Prepare the dough (Hand Method)

  1. Combine the all-purpose flour and wheat flour in a bowl. In another bowl, add 2 cups of the flour mixture and yeast, stir to combine. Add the potato mixture. Beat by hand or with an electric mixer – or you can even use a danish dough whisk – at a moderate speed for 30 seconds, then beat on high for 3 minutes. Stir in the remaining flour with a spoon; mix, and knead the dough for about 8 minutes. Dust your work surface with a little flour. Knead the dough a little to shape the dough into a ball, and place in a greased bowl, turning the dough once to grease the surface of the dough. Cover the bowl with plastic wrap or a clean towel, and let it rise in a warm place for about 45-60 minutes or until doubled in size.

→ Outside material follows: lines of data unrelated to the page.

use pgn_reader::{BufferedReader, RawHeader, Skip, Visitor};
use serde::{Deserialize, Serialize};
use std::io::Read;
use std::path::{Path, PathBuf};
use std::sync::atomic::{AtomicBool, AtomicU64, AtomicUsize, Ordering};
use tracing::{debug, warn};

use crate::aggregator::StatsTable;
use crate::error::{AnalyzeError, Result};
use crate::fixfen::FixFenTable;
use crate::reader::{open_stream, ReaderConfig};
use crate::record::{Control, Outcome, PositionSink, RecordEvent, RecordHandler};

/// Run-wide counters shared by every worker
#[derive(Debug, Default)]
pub struct RunCounters {
    pub total_games: AtomicU64,
    pub total_chunks: AtomicUsize,
    /// Files a worker started reading, whatever the outcome
    pub files_started: AtomicUsize,
    pub files_failed: AtomicUsize,
    /// Set once any worker hits a fatal error; workers stop between files
    aborted: AtomicBool,
}

impl RunCounters {
    pub fn games(&self) -> u64 {
        self.total_games.load(Ordering::Relaxed)
    }

    pub fn chunks(&self) -> usize {
        self.total_chunks.load(Ordering::Relaxed)
    }

    pub fn failed_files(&self) -> usize {
        self.files_failed.load(Ordering::Relaxed)
    }

    pub fn started_files(&self) -> usize {
        self.files_started.load(Ordering::Relaxed)
    }

    pub fn abort(&self) {
        self.aborted.store(true, Ordering::Release);
    }

    pub fn is_aborted(&self) -> bool {
        self.aborted.load(Ordering::Acquire)
    }
}

/// Everything a worker needs, shared read-only except for the table and counters
#[derive(Debug, Default)]
pub struct IngestContext {
    pub table: StatsTable,
    pub counters: RunCounters,
    pub fixfen: Option<FixFenTable>,
    pub reader: ReaderConfig,
}

/// Per-file processing statistics
#[derive(Serialize, Deserialize, Debug, Clone, PartialEq, Eq)]
pub struct FileStats {
    pub path: PathBuf,
    /// Records the parser walked through
    pub records_read: u64,
    /// Records that ended up in the table
    pub games_counted: u64,
    /// Why the rest of the file was abandoned, if it was
    pub error: Option<String>,
}

/// Merges labeled positions into the shared table
struct TableSink<'a> {
    table: &'a StatsTable,
    total_games: &'a AtomicU64,
    counted: u64,
}

impl PositionSink for TableSink<'_> {
    fn accept(&mut self, position: &str, outcome: Outcome) -> Result<()> {
        self.table.merge(position, outcome);
        self.total_games.fetch_add(1, Ordering::Relaxed);
        self.counted += 1;
        Ok(())
    }
}

/// Bridges pgn-reader callbacks onto [`RecordHandler`] events.
///
/// The visitor API cannot return errors, so the first fatal error is parked
/// here and every later record is skipped until the caller collects it.
struct PgnAdapter<'a, S> {
    handler: RecordHandler<'a, S>,
    failure: Option<AnalyzeError>,
}

impl<'a, S: PositionSink> PgnAdapter<'a, S> {
    fn new(handler: RecordHandler<'a, S>) -> Self {
        Self {
            handler,
            failure: None,
        }
    }

    fn dispatch(&mut self, event: RecordEvent<'_>) -> Control {
        if self.failure.is_some() {
            return Control::SkipMoves;
        }

        match self.handler.handle(event) {
            Ok(control) => control,
            Err(e) => {
                self.failure = Some(e);
                Control::SkipMoves
            }
        }
    }
}

impl<S: PositionSink> Visitor for PgnAdapter<'_, S> {
    type Result = ();

    fn begin_game(&mut self) {
        self.dispatch(RecordEvent::Begin);
    }

    fn header(&mut self, key: &[u8], value: RawHeader<'_>) {
        let key = String::from_utf8_lossy(key);
        let value = String::from_utf8_lossy(value.as_bytes());
        self.dispatch(RecordEvent::Header {
            key: &key,
            value: &value,
        });
    }

    fn end_headers(&mut self) -> Skip {
        Skip(self.dispatch(RecordEvent::MovesStart) == Control::SkipMoves)
    }

    fn begin_variation(&mut self) -> Skip {
        Skip(true) // movetext is never needed
    }

    fn end_game(&mut self) -> Self::Result {
        self.dispatch(RecordEvent::End);
    }
}

/// Feeds every record in `stream` through `handler`.
///
/// Returns the number of records read. A fatal handler error is returned as
/// `Err`; an I/O or decoding failure ends the stream early and is reported in
/// the second tuple field instead.
pub fn read_records<R: Read, S: PositionSink>(
    stream: R,
    handler: RecordHandler<'_, S>,
) -> Result<(u64, Option<std::io::Error>, S)> {
    let mut adapter = PgnAdapter::new(handler);
    let mut reader = BufferedReader::new(stream);
    let mut records = 0u64;

    loop {
        match reader.read_game(&mut adapter) {
            Ok(Some(())) => {
                records += 1;
                if let Some(e) = adapter.failure.take() {
                    return Err(e);
                }
            }
            Ok(None) => return Ok((records, None, adapter.handler.into_sink())),
            Err(e) => return Ok((records, Some(e), adapter.handler.into_sink())),
        }
    }
}

/// Ingests one game file into the shared table.
///
/// Unreadable or malformed files are logged and reported in the returned
/// stats; only fatal conditions (a fix-up miss) come back as `Err`.
pub fn ingest_file(path: &Path, ctx: &IngestContext) -> Result<FileStats> {
    ctx.counters.files_started.fetch_add(1, Ordering::Relaxed);
    let mut stats = FileStats {
        path: path.to_path_buf(),
        records_read: 0,
        games_counted: 0,
        error: None,
    };

    let stream = match open_stream(path, &ctx.reader) {
        Ok(stream) => stream,
        Err(e) => {
            warn!("Error when opening {}: {}", path.display(), e);
            ctx.counters.files_failed.fetch_add(1, Ordering::Relaxed);
            stats.error = Some(e.to_string());
            return Ok(stats);
        }
    };

    let sink = TableSink {
        table: &ctx.table,
        total_games: &ctx.counters.total_games,
        counted: 0,
    };
    let handler = RecordHandler::new(sink, ctx.fixfen.as_ref());

    let (records, failure, sink) = read_records(stream, handler)?;
    stats.records_read = records;
    stats.games_counted = sink.counted;

    if let Some(e) = failure {
        warn!(
            "Error when parsing {} after {} records: {}",
            path.display(),
            records,
            e
        );
        ctx.counters.files_failed.fetch_add(1, Ordering::Relaxed);
        stats.error = Some(e.to_string());
    } else {
        debug!(
            "Ingested {}: {} records, {} counted",
            path.display(),
            records,
            stats.games_counted
        );
    }

    Ok(stats)
}

/// Ingests `files` strictly in order.
///
/// A fatal error aborts the whole run: it is flagged on the shared counters
/// before returning, and every chunk stops before its next file once the
/// flag is up.
pub fn ingest_chunk(files: &[PathBuf], ctx: &IngestContext) -> Result<Vec<FileStats>> {
    let mut stats = Vec::with_capacity(files.len());
    for path in files {
        if ctx.counters.is_aborted() {
            debug!(
                "Run aborted, leaving {} files of this chunk unread",
                files.len() - stats.len()
            );
            break;
        }

        match ingest_file(path, ctx) {
            Ok(file_stats) => stats.push(file_stats),
            Err(e) => {
                ctx.counters.abort();
                return Err(e);
            }
        }
    }
    Ok(stats)
}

Prepare the dough (Stand Mixer Method):

  1. In a large bowl add 2 cups of the flour mixture and yeast, stir to combine. Add the potato mixture. Beat with the paddle attachment of your stand mixer at a moderate speed for 30 seconds, then beat on high for 3 minutes. Add the remaining flour; mix on low with the paddle attachment – switch to the dough hook attachment – then knead the dough for about 8 minutes. Dust your work surface with a little flour. Knead the dough a little to shape the dough into a ball, and place in a greased bowl, turning the dough once to grease the surface of the dough. Cover the bowl with plastic wrap or a clean towel, and let it rise in a warm place for about 45-60 minutes or until doubled in size.

Shaping the dough:

  1. Punch the dough down with your fist to deflate the dough. Divide the dough into two portions, cover with your clean towel, and let the dough rest for 10 minutes. Meanwhile, grease two 8×4 loaf pans. Shape each portion of dough into a loaf, and place them into the loaf pans. Cover and let it rise for about 30 minutes, or until it has almost doubled.

Bake:

  1. Bake the loaves in a preheated 375°F oven for about 40 minutes. Cover the loaves with foil during the last 15-20 minutes of baking to prevent overbrowning. Remove bread from the pans and cool completely on a rack before slicing.

    Makes 2 loaves.

Recipe Notes

*No buttermilk? Make your own ‘soured milk’ by adding two teaspoons of vinegar or lemon juice to milk; let the mixture sit a few minutes, and proceed with the recipe.